### Work order
Your answer should consist of the lines below that hold the word "unavailable".

*** Input ***

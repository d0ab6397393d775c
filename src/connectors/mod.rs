pub mod accounting;
pub mod practice;

use std::time::Duration;

use async_trait::async_trait;
use chrono::NaiveDate;
use thiserror::Error;

use crate::models::{AccountingSnapshot, PracticeSnapshot};

pub use accounting::AccountingClient;
pub use practice::PracticeClient;

#[derive(Debug, Error)]
pub enum ConnectorError {
    #[error("{0} credentials are not configured")]
    MissingCredentials(&'static str),

    #[error("request failed: {0}")]
    Request(#[from] reqwest::Error),

    #[error("API error {status}: {body}")]
    Status { status: u16, body: String },

    #[error("GraphQL errors: {0}")]
    GraphQl(String),

    #[error("unexpected response: {0}")]
    Decode(String),
}

#[async_trait]
pub trait PracticeSource: Send + Sync {
    async fn fetch_practice(
        &self,
        external_location_id: &str,
        start: NaiveDate,
        end: NaiveDate,
    ) -> Result<PracticeSnapshot, ConnectorError>;
}

#[async_trait]
pub trait AccountingSource: Send + Sync {
    async fn fetch_accounting(
        &self,
        external_location_id: &str,
        start: NaiveDate,
        end: NaiveDate,
    ) -> Result<AccountingSnapshot, ConnectorError>;
}

/// Zeroed practice data used when the practice API is unavailable.
pub fn fallback_practice() -> PracticeSnapshot {
    PracticeSnapshot::default()
}

/// Zeroed accounting data used when the accounting API is unavailable.
pub fn fallback_accounting() -> AccountingSnapshot {
    AccountingSnapshot::default()
}

pub fn http_client(timeout: Duration) -> reqwest::Client {
    reqwest::Client::builder()
        .timeout(timeout)
        .user_agent(concat!("orthodash/", env!("CARGO_PKG_VERSION")))
        .build()
        .unwrap_or_else(|_| reqwest::Client::new())
}

async fn error_for_status(resp: reqwest::Response) -> Result<reqwest::Response, ConnectorError> {
    if resp.status().is_success() {
        return Ok(resp);
    }

    let status = resp.status().as_u16();
    let body = resp.text().await.unwrap_or_default();
    Err(ConnectorError::Status { status, body })
}

/// Ratio with a zero denominator mapped to zero.
pub(crate) fn ratio(numerator: f64, denominator: f64) -> f64 {
    if denominator == 0.0 {
        0.0
    } else {
        numerator / denominator
    }
}

#[cfg(test)]
mod tests {
    use super::*;

    #[test]
    fn fallbacks_are_zeroed() {
        let practice = fallback_practice();
        assert_eq!(practice.new_patients, 0);
        assert_eq!(practice.conversion_rate, 0.0);
        assert_eq!(fallback_accounting().revenue, 0.0);
    }

    #[test]
    fn ratio_guards_zero_denominator() {
        assert_eq!(ratio(3.0, 0.0), 0.0);
        assert_eq!(ratio(1.0, 4.0), 0.25);
    }
}
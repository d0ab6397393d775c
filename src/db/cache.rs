use std::time::Duration;

use async_trait::async_trait;
use serde_json::Value;
use sqlx::{PgPool, Row};
use uuid::Uuid;

use crate::analytics::cache::{CacheEntry, CacheKey, CacheStore};

/// `analytics_cache` table, unique on (location, start, end, data type).
#[derive(Clone)]
pub struct PgCache {
    pool: PgPool,
}

impl PgCache {
    pub fn new(pool: PgPool) -> Self {
        Self { pool }
    }
}

#[async_trait]
impl CacheStore for PgCache {
    async fn get(&self, key: &CacheKey) -> Result<Option<CacheEntry>, sqlx::Error> {
        let row = sqlx::query(
            r#"
            SELECT data, created_at FROM orthodash.analytics_cache
            WHERE location_id = $1 AND start_date = $2 AND end_date = $3 AND data_type = $4
            "#,
        )
        .bind(key.location_id)
        .bind(key.start_date)
        .bind(key.end_date)
        .bind(key.data_type.as_str())
        .fetch_optional(&self.pool)
        .await?;

        Ok(row.map(|row| CacheEntry {
            data: row.get("data"),
            created_at: row.get("created_at"),
        }))
    }

    async fn put(&self, key: &CacheKey, data: &Value) -> Result<(), sqlx::Error> {
        sqlx::query(
            r#"
            INSERT INTO orthodash.analytics_cache
            (id, location_id, start_date, end_date, data_type, data, created_at)
            VALUES ($1, $2, $3, $4, $5, $6, NOW())
            ON CONFLICT (location_id, start_date, end_date, data_type) DO UPDATE
            SET data = EXCLUDED.data, created_at = NOW()
            "#,
        )
        .bind(Uuid::new_v4())
        .bind(key.location_id)
        .bind(key.start_date)
        .bind(key.end_date)
        .bind(key.data_type.as_str())
        .bind(data)
        .execute(&self.pool)
        .await?;

        Ok(())
    }
}

pub async fn clear_location_cache(pool: &PgPool, location_id: Uuid) -> sqlx::Result<u64> {
    let result = sqlx::query("DELETE FROM orthodash.analytics_cache WHERE location_id = $1")
        .bind(location_id)
        .execute(pool)
        .await?;

    Ok(result.rows_affected())
}

pub async fn prune_expired(pool: &PgPool, ttl: Duration) -> sqlx::Result<u64> {
    let result = sqlx::query(
        "DELETE FROM orthodash.analytics_cache WHERE created_at < NOW() - make_interval(secs => $1)",
    )
    .bind(ttl.as_secs_f64())
    .execute(pool)
    .await?;

    Ok(result.rows_affected())
}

*** End of Input ***

### Answer area
/// Zeroed practice data used when the practice API is unavailable.
/// Zeroed accounting data used when the accounting API is unavailable.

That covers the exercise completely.